ASSIGNED TASK -> Below are some entries. Repeat exactly the lines from the one with "let fmt_span = if" through the one with "let fmt_layer = if", and only those.

EXTRACTED RECORDS ->

***

// Initializes the tracing subscriber for the CLI binary.
//
// The HTTP stack logs every pooled connection and TLS handshake at debug and
// trace level. Those events are dropped unless `--http-tracing` is given, so
// `-vvv` stays readable.

use std::env;
use std::io::IsTerminal;

use tracing::{Level, Metadata};
use tracing_subscriber::EnvFilter;
use tracing_subscriber::filter::filter_fn;
use tracing_subscriber::fmt::format::FmtSpan;
use tracing_subscriber::prelude::*;

use ospurge_rs::config::TracingConfig;

const EVENT_FILTER_ENV_VAR: &str = "RUST_LOG";

const HTTP_CLIENT_TARGETS: &[&str] = &["hyper", "hyper_util", "h2", "reqwest", "rustls"];

pub fn init_tracing(config: &TracingConfig) {
    let fmt_span = if config.span_events_tracing {
        FmtSpan::NEW | FmtSpan::CLOSE
    } else {
        FmtSpan::NONE
    };

    let (event_filter, show_target) = build_event_filter(
        config,
        env::var(EVENT_FILTER_ENV_VAR).ok().as_deref(),
    );

    let fmt_layer = tracing_subscriber::fmt::layer()
        .with_writer(std::io::stdout)
        .with_target(show_target)
        .with_ansi(!config.disable_color_tracing && std::io::stdout().is_terminal())
        .with_span_events(fmt_span);
    let fmt_layer = if config.json_tracing {
        fmt_layer.json().boxed()
    } else {
        fmt_layer.compact().boxed()
    };

    let http_tracing = config.http_tracing;
    tracing_subscriber::registry()
        .with(EnvFilter::new(event_filter))
        .with(fmt_layer.with_filter(filter_fn(move |metadata| {
            http_tracing || !is_http_client_noise(metadata)
        })))
        .init();
}

/// Directive string for the `EnvFilter` and whether targets are shown.
///
/// `RUST_LOG` wins over the verbosity flags unless `--http-tracing` asks for
/// the HTTP client's events explicitly.
fn build_event_filter(config: &TracingConfig, rust_log: Option<&str>) -> (String, bool) {
    let tracing_level = config.tracing_level;
    if config.http_tracing {
        return (
            format!(
                "ospurge_rs={tracing_level},ospurge={tracing_level},reqwest={tracing_level},hyper_util={tracing_level}"
            ),
            true,
        );
    }

    if let Some(rust_log) = rust_log {
        return (rust_log.to_string(), true);
    }

    (format!("ospurge_rs={tracing_level},ospurge={tracing_level}"), false)
}

fn is_http_client_noise(metadata: &Metadata<'_>) -> bool {
    is_noisy_target(metadata.target(), *metadata.level())
}

fn is_noisy_target(target: &str, level: Level) -> bool {
    if level == Level::ERROR {
        return false;
    }

    let root = target.split("::").next().unwrap_or(target);
    HTTP_CLIENT_TARGETS.contains(&root)
}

***

ANSWER ->
    let fmt_span = if config.span_events_tracing {
        FmtSpan::NEW | FmtSpan::CLOSE
    } else {
        FmtSpan::NONE
    };

    let (event_filter, show_target) = build_event_filter(
        config,
        env::var(EVENT_FILTER_ENV_VAR).ok().as_deref(),
    );

    let fmt_layer = tracing_subscriber::fmt::layer()
        .with_writer(std::io::stdout)
        .with_target(show_target)
        .with_ansi(!config.disable_color_tracing && std::io::stdout().is_terminal())
        .with_span_events(fmt_span);
    let fmt_layer = if config.json_tracing {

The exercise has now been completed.